Enrique was not foiled by that, and he was right. By the example of her young girl friends and companions, and by her rude training, the chula was armed with a tough bark full of thorns; but God knew well, and Enrique likewise knew, that at heart she was a poor girl, good, industrious, long-suffering, ignorant as a fish, and more innocent in certain respects than might have been supposed from her speech and behavior.
She had lost her mother about two years before; her sister had married a farmer, and lived out toward Las Vistillas. She herself lived with her father, who was a Vizcaïno,[31] who had been established in Madrid for many years in a little house with two rooms facing the corral where the cows were kept.
She was a genuine Madrileña to the extent of never having even set foot on a railway train, or having in her walks gone farther than Carabanchel.
The Vizcaïno, since the death of his wife, who had exercised a restraining influence upon him, had been taking more and more desperately to drinking habits, and treated his daughter very brutally. But even in her mother's lifetime she had become so accustomed to cruel treatment that it had never once occurred to her that she was living a very unhappy life; and when one day Enrique spoke of it in that way, after one of those barbarous deeds which the dairyman frequently committed, she looked at him in surprise and said, 'yes, that he was right, that she was very miserable'; but her tone seemed to say, "Man alive! don't you know that it isn't my fault?"
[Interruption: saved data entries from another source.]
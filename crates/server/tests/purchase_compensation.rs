//! Purchase two-write semantics against a store that fails the period
//! counter: the balance credit must be rolled back and the call must
//! surface the period failure.

use std::sync::Arc;
use std::sync::Mutex;

use server::economy::{EconomyService, PurchaseError};
use storage::models::{
    EconomyParams, EconomyPeriod, Settings, SnakeEvent, SnakeRecord, User, WorldChunk,
};
use storage::{MemoryStorage, Storage, StorageConfig, StorageError};

/// Delegates everything to a memory store but fails period-counter updates
/// and records every balance increment it sees.
struct PeriodFailingStore {
    inner: MemoryStorage,
    balance_calls: Mutex<Vec<(String, i64)>>,
    fail_period: bool,
}

impl PeriodFailingStore {
    fn new(fail_period: bool) -> Self {
        let inner = MemoryStorage::new(StorageConfig::from_env());
        inner
            .put_user(&User {
                user_id: "1".to_string(),
                username: "user1".to_string(),
                password_hash: "pass1".to_string(),
                balance_mi: 0,
                created_at: 1,
            })
            .unwrap();
        Self {
            inner,
            balance_calls: Mutex::new(Vec::new()),
            fail_period,
        }
    }
}

impl Storage for PeriodFailingStore {
    fn list_users(&self) -> storage::Result<Vec<User>> {
        self.inner.list_users()
    }
    fn get_user_by_username(&self, username: &str) -> storage::Result<Option<User>> {
        self.inner.get_user_by_username(username)
    }
    fn get_user_by_id(&self, user_id: &str) -> storage::Result<Option<User>> {
        self.inner.get_user_by_id(user_id)
    }
    fn put_user(&self, user: &User) -> storage::Result<()> {
        self.inner.put_user(user)
    }
    fn list_snakes(&self) -> storage::Result<Vec<SnakeRecord>> {
        self.inner.list_snakes()
    }
    fn get_snake_by_id(&self, snake_id: &str) -> storage::Result<Option<SnakeRecord>> {
        self.inner.get_snake_by_id(snake_id)
    }
    fn put_snake(&self, snake: &SnakeRecord) -> storage::Result<()> {
        self.inner.put_snake(snake)
    }
    fn delete_snake(&self, snake_id: &str) -> storage::Result<()> {
        self.inner.delete_snake(snake_id)
    }
    fn get_world_chunk(&self, chunk_id: &str) -> storage::Result<Option<WorldChunk>> {
        self.inner.get_world_chunk(chunk_id)
    }
    fn put_world_chunk(&self, chunk: &WorldChunk) -> storage::Result<()> {
        self.inner.put_world_chunk(chunk)
    }
    fn append_snake_event(&self, event: &SnakeEvent) -> storage::Result<()> {
        self.inner.append_snake_event(event)
    }
    fn get_settings(&self, settings_id: &str) -> storage::Result<Option<Settings>> {
        self.inner.get_settings(settings_id)
    }
    fn put_settings(&self, settings: &Settings) -> storage::Result<()> {
        self.inner.put_settings(settings)
    }
    fn get_economy_params_active(&self) -> storage::Result<Option<EconomyParams>> {
        self.inner.get_economy_params_active()
    }
    fn put_economy_params_active_and_versioned(
        &self,
        params: &EconomyParams,
        updated_by: &str,
    ) -> storage::Result<EconomyParams> {
        self.inner
            .put_economy_params_active_and_versioned(params, updated_by)
    }
    fn get_economy_period(&self, period_key: &str) -> storage::Result<Option<EconomyPeriod>> {
        self.inner.get_economy_period(period_key)
    }
    fn put_economy_period(&self, period: &EconomyPeriod) -> storage::Result<()> {
        self.inner.put_economy_period(period)
    }

    fn increment_user_balance(&self, user_id: &str, delta: i64) -> storage::Result<i64> {
        self.balance_calls
            .lock()
            .unwrap()
            .push((user_id.to_string(), delta));
        self.inner.increment_user_balance(user_id, delta)
    }

    fn increment_economy_period_delta_m_buy(
        &self,
        period_key: &str,
        delta: i64,
    ) -> storage::Result<i64> {
        if self.fail_period {
            return Err(StorageError::Unavailable("period table down".to_string()));
        }
        self.inner
            .increment_economy_period_delta_m_buy(period_key, delta)
    }

    fn health_check(&self) -> storage::Result<()> {
        self.inner.health_check()
    }
    fn reset_for_dev(&self) -> storage::Result<()> {
        self.inner.reset_for_dev()
    }
}

#[test]
fn failed_period_update_compensates_the_balance() {
    let store = Arc::new(PeriodFailingStore::new(true));
    let economy = EconomyService::new(Arc::clone(&store) as Arc<dyn Storage>);

    let result = economy.purchase(1, 7);
    assert!(matches!(result, Err(PurchaseError::PeriodUpdateFailed)));

    let calls = store.balance_calls.lock().unwrap().clone();
    assert_eq!(calls, vec![("1".to_string(), 7), ("1".to_string(), -7)]);

    // Net effect on the balance is zero.
    let user = store.get_user_by_id("1").unwrap().unwrap();
    assert_eq!(user.balance_mi, 0);
}

#[test]
fn unknown_user_surfaces_the_balance_failure() {
    let store = Arc::new(PeriodFailingStore::new(false));
    let economy = EconomyService::new(Arc::clone(&store) as Arc<dyn Storage>);

    let result = economy.purchase(99, 3);
    assert!(matches!(result, Err(PurchaseError::UserUpdateFailed)));

    // No compensation fires when the first write never landed.
    let calls = store.balance_calls.lock().unwrap().clone();
    assert_eq!(calls, vec![("99".to_string(), 3)]);
}

#[test]
fn successful_purchase_moves_balance_and_period_counter() {
    let store = Arc::new(PeriodFailingStore::new(false));
    let economy = EconomyService::new(Arc::clone(&store) as Arc<dyn Storage>);

    let snapshot = economy.purchase(1, 5).expect("purchase succeeds");

    let user = store.get_user_by_id("1").unwrap().unwrap();
    assert_eq!(user.balance_mi, 5);
    // The fresh state reflects the credited balance and the buy counter.
    assert_eq!(snapshot.state.sum_mi, 5);
    assert_eq!(snapshot.delta_m_buy, 5);
}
As day after day went by, Enrique, constantly visiting at the "dairy," enduring the freshnesses, the pushing, and occasionally even the slaps of this gentlest of chulas, when he went beyond the bounds of reason, spent his time very pleasantly in the toils of his love.
At first he had a few unpleasant encounters with the brute of a father; but afterwards they became great friends as soon as the dairyman discovered that the señorito knew a thing or two about bulls, that he had himself taken part in bull-fights, and was a great friend of the most famous espadas, to whom the plebeians of Madrid offer fervid worship.
When he came into the shop drunk, Enrique would take his hat and go, and the other was not in the least offended at him for it; in this way he avoided any collision with him. He spent not less than two hours every afternoon talking with Manolita; in the evening, after the shop was closed, he escorted her to the cafés to collect for the milk that they had used during the day; he would wait for her at the door while she settled her accounts with the proprietor.